La televisione e i giornali informano quotidianamente l’opinione pubblica in merito al cosiddetto “affaire Regeni”, il ricercatore italiano ucciso in Egitto dopo essere stato visibilmente torturato.

In queste settimane non sono mancati commenti autorevoli e interessanti sebbene un punto non sia stato messo a fuoco in modo netto.

Si obietterà che i media hanno già individuato il problema, e cioè che bisogna insistere nella ricerca della verità poiché Giulio Regeni è stato barbaramente assassinato nel contesto di una faida, un conflitto tra pezzi dello Stato egiziano, siano essi corpi di sicurezza, frange dell’esercito o dell’intelligence.

C’è una contro-obiezione. Qual è lo sfondo di questo conflitto in cui è stato coinvolto il nostro concittadino? In primis, il cadavere di Regeni è stato abbandonato ai bordi di una strada per far sì che fosse trovato e si aprisse il caso in maniera plateale di fronte all’opinione pubblica, nazionale ed internazionale.

Se così non fosse il suo corpo sarebbe stato fatto sparire senza che i suoi aguzzini incontrassero la minima difficoltà; in Italia succede alle vittime della lupara bianca, persone che da un giorno all’altro scompaiono e il cui corpo viene occultato per sempre.

Regeni era in contatto principalmente con esponenti riconducibili al movimento dei Fratelli Musulmani, i quali sono all’opposizione dell’attuale Governo Al Sisi, e già questo lascia immaginare che l’attuale Governo egiziano non vedesse di buon occhio l’attività politico-culturale “di ricerca” di Regeni.

Alcune domande: come giudichiamo noi, come comunità internazionale, come Occidente, l’attuale Governo Al Sisi, indipendentemente dall’omicidio Regeni? L’Egitto non ha forse bisogno di un cambio al vertice in modo da beneficiare di una lenta ma vera trasformazione democratica?

L’attuale Governo egiziano non ha la levatura necessaria per intraprendere un autentico cammino di natura riformista, e non è affatto vero che esista soltanto l’attuale classe dirigente al potere, avvezza a metodi non proprio democratici soprattutto con i propri concittadini. Si tenga conto inoltre del capitolo Libia, paese confinante con l’Egitto.

Le conseguenze della guerra civile sono terribili per i libici ma assai preoccupanti per i suoi vicini.

L’Egitto ha subìto e subisce danni sotto il profilo economico e della sicurezza, dovuti al contrabbando di armi, di droga e all’ingresso nel paese di migliaia di militanti di Daesh, che vanno ad ingrossare i reparti già consistenti sul suolo egiziano, quelli che combattono nella Penisola del Sinai diventata rifugio per la criminalità organizzata e la militanza islamica.

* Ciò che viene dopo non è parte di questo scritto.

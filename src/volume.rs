//! multi-page tiff reading and writing for probability and label volumes

use std::{
    fs::{self, File},
    io::{BufReader, Cursor},
    path::Path,
};

use image::{GrayImage, Luma};
use ndarray::{Array3, Array4, ArrayViewD};
use tiff::{
    decoder::{Decoder, DecodingResult, Limits},
    encoder::{TiffEncoder, colortype},
};

use crate::{
    error::{Error, Result},
    mask::BACKGROUND,
};

/// preview value of background pixels
pub const MASK_MIN: u8 = 0;
/// preview value of object pixels
pub const MASK_MAX: u8 = u8::MAX;

/// one decoded tiff page, samples interleaved per pixel
struct Page<T> {
    width: usize,
    height: usize,
    samples_per_pixel: usize,
    data: Vec<T>,
}

fn samples_to_f32(result: DecodingResult) -> Vec<f32> {
    match result {
        DecodingResult::U8(buf) => buf.into_iter().map(f32::from).collect(),
        DecodingResult::U16(buf) => buf.into_iter().map(f32::from).collect(),
        DecodingResult::U32(buf) => buf.into_iter().map(|s| s as f32).collect(),
        DecodingResult::U64(buf) => buf.into_iter().map(|s| s as f32).collect(),
        DecodingResult::I8(buf) => buf.into_iter().map(f32::from).collect(),
        DecodingResult::I16(buf) => buf.into_iter().map(f32::from).collect(),
        DecodingResult::I32(buf) => buf.into_iter().map(|s| s as f32).collect(),
        DecodingResult::I64(buf) => buf.into_iter().map(|s| s as f32).collect(),
        DecodingResult::F16(buf) => buf.into_iter().map(f32::from).collect(),
        DecodingResult::F32(buf) => buf,
        DecodingResult::F64(buf) => buf.into_iter().map(|s| s as f32).collect(),
    }
}

fn samples_to_u16(result: DecodingResult) -> Option<Vec<u16>> {
    match result {
        DecodingResult::U8(buf) => Some(buf.into_iter().map(u16::from).collect()),
        DecodingResult::U16(buf) => Some(buf),
        _ => None,
    }
}

/// decodes every page of a tiff file, converting samples with `convert`.
fn read_pages<T>(
    path: &Path,
    mut convert: impl FnMut(DecodingResult) -> Option<Vec<T>>,
) -> Result<Vec<Page<T>>> {
    let file = BufReader::new(File::open(path)?);
    // probability maps of whole stacks easily exceed the default buffer limits
    let mut decoder = Decoder::new(file)?.with_limits(Limits::unlimited());

    let mut pages = Vec::new();
    loop {
        let (width, height) = decoder.dimensions()?;
        let (width, height) = (width as usize, height as usize);

        let data = convert(decoder.read_image()?)
            .ok_or_else(|| Error::UnsupportedSampleFormat(path.to_path_buf()))?;

        let pixels = width * height;
        if pixels == 0 || data.len() % pixels != 0 {
            return Err(Error::InvalidShape(format!(
                "page {} of {:?} holds {} samples for {}x{} pixels",
                pages.len(),
                path,
                data.len(),
                width,
                height
            )));
        }

        pages.push(Page {
            width,
            height,
            samples_per_pixel: data.len() / pixels,
            data,
        });

        if !decoder.more_images() {
            break;
        }
        decoder.next_image()?;
    }

    let first = &pages[0];
    let (width, height, samples) = (first.width, first.height, first.samples_per_pixel);
    if let Some(index) = pages.iter().position(|page| {
        (page.width, page.height, page.samples_per_pixel) != (width, height, samples)
    }) {
        return Err(Error::InvalidShape(format!(
            "page {} of {:?} does not match the {}x{}x{} layout of the first page",
            index, path, width, height, samples
        )));
    }

    log::trace!(
        "decoded {} pages of {}x{} with {} samples from {:?}",
        pages.len(),
        width,
        height,
        samples,
        path
    );

    Ok(pages)
}

/// reads a classifier probability map as a `[plane, channel, y, x]` volume.
///
/// pages with several samples per pixel carry all channels of one plane. single-sample pages are
/// grouped `channels` at a time, each group forming one plane.
pub fn read_probability_volume(path: &Path, channels: usize) -> Result<Array4<f32>> {
    log::debug!("Loading probabilities from {:?}", path);

    let pages = read_pages(path, |result| Some(samples_to_f32(result)))?;
    let (width, height, samples) = (
        pages[0].width,
        pages[0].height,
        pages[0].samples_per_pixel,
    );
    let page_count = pages.len();
    let data: Vec<f32> = pages.into_iter().flat_map(|page| page.data).collect();

    if samples > 1 {
        let volume = Array4::from_shape_vec((page_count, height, width, samples), data)?;
        return Ok(volume.permuted_axes([0, 3, 1, 2]));
    }

    if channels == 0 || page_count % channels != 0 {
        return Err(Error::InvalidShape(format!(
            "{} single-channel pages in {:?} cannot be grouped into {} channels",
            page_count, path, channels
        )));
    }

    Ok(Array4::from_shape_vec(
        (page_count / channels, channels, height, width),
        data,
    )?)
}

/// reads a label or ground truth mask as a `[page, y, x]` volume.
pub fn read_label_volume(path: &Path) -> Result<Array3<u16>> {
    let pages = read_pages(path, samples_to_u16)?;
    let (width, height, samples) = (
        pages[0].width,
        pages[0].height,
        pages[0].samples_per_pixel,
    );
    if samples != 1 {
        return Err(Error::InvalidShape(format!(
            "expected single-channel mask pages in {:?}, got {} samples per pixel",
            path, samples
        )));
    }

    let page_count = pages.len();
    let data: Vec<u16> = pages.into_iter().flat_map(|page| page.data).collect();
    Ok(Array3::from_shape_vec((page_count, height, width), data)?)
}

/// the (height, width) of one page when a volume is flattened into `[page, y, x]`.
fn plane_dimensions(shape: &[usize]) -> Result<(usize, usize)> {
    let (height, width) = match shape {
        [] => (1, 1),
        [x] => (1, *x),
        [.., y, x] => (*y, *x),
    };

    if height == 0 || width == 0 || shape.contains(&0) {
        return Err(Error::EmptyVolume {
            shape: shape.to_vec(),
        });
    }

    Ok((height, width))
}

fn page_size(len: usize) -> Result<u32> {
    u32::try_from(len).map_err(|_| Error::InvalidShape(format!("page side {} exceeds u32", len)))
}

/// writes a label volume as 16-bit grayscale pages. the last two axes are the page, leading axes
/// are flattened into the page sequence.
pub fn write_label_volume(path: &Path, labels: &ArrayViewD<'_, u16>) -> Result<()> {
    let (height, width) = plane_dimensions(labels.shape())?;
    let samples: Vec<u16> = labels.iter().copied().collect();

    let mut buffer = Cursor::new(Vec::new());
    let mut encoder = TiffEncoder::new(&mut buffer)?;
    for page in samples.chunks(height * width) {
        encoder.write_image::<colortype::Gray16>(page_size(width)?, page_size(height)?, page)?;
    }
    drop(encoder);

    fs::write(path, buffer.into_inner())?;
    log::debug!(
        "Saved {} label pages of {}x{} to {:?}",
        samples.len() / (height * width),
        width,
        height,
        path
    );

    Ok(())
}

/// saves a png where every pixel covered by an object on any page is set, which is a quick way
/// to eyeball a volumetric mask.
pub fn save_preview(path: &Path, labels: &ArrayViewD<'_, u16>) -> Result<()> {
    let (height, width) = plane_dimensions(labels.shape())?;
    let samples: Vec<u16> = labels.iter().copied().collect();

    let mut covered = vec![false; height * width];
    for page in samples.chunks(height * width) {
        covered
            .iter_mut()
            .zip(page)
            .for_each(|(covered, &label)| *covered |= label != BACKGROUND);
    }

    let preview = GrayImage::from_fn(page_size(width)?, page_size(height)?, |x, y| {
        let value = if covered[y as usize * width + x as usize] {
            MASK_MAX
        } else {
            MASK_MIN
        };
        Luma([value])
    });

    preview.save(path)?;
    log::debug!("Saved preview to {:?}", path);

    Ok(())
}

Tutto questo nonostante l’Egitto sia intervenuto anche militamente con un sostegno diretto all’esercito regolare libico. Per l’Egitto, il caos in Libia è fonte di ansia, sia per il gran numero di cittadini egiziani presenti in quel paese (in gran parte disoccupati e in condizioni sociali disperate), sia a causa del lunghissimo confine che li divide.

Secondo fonti americane il Cairo, che aveva posto in essere una collaborazione con l’americana “Defense Security Cooperation Agency (DSCA), imperniata su un un sistema di sensori, comandi e controlli per monitorare tutto il confine con la Libia, oggi non è più capace di sviluppare pienamente questo progetto. E dunque non è in grado di garantire la sicurezza di quel confine e di tutto il paese.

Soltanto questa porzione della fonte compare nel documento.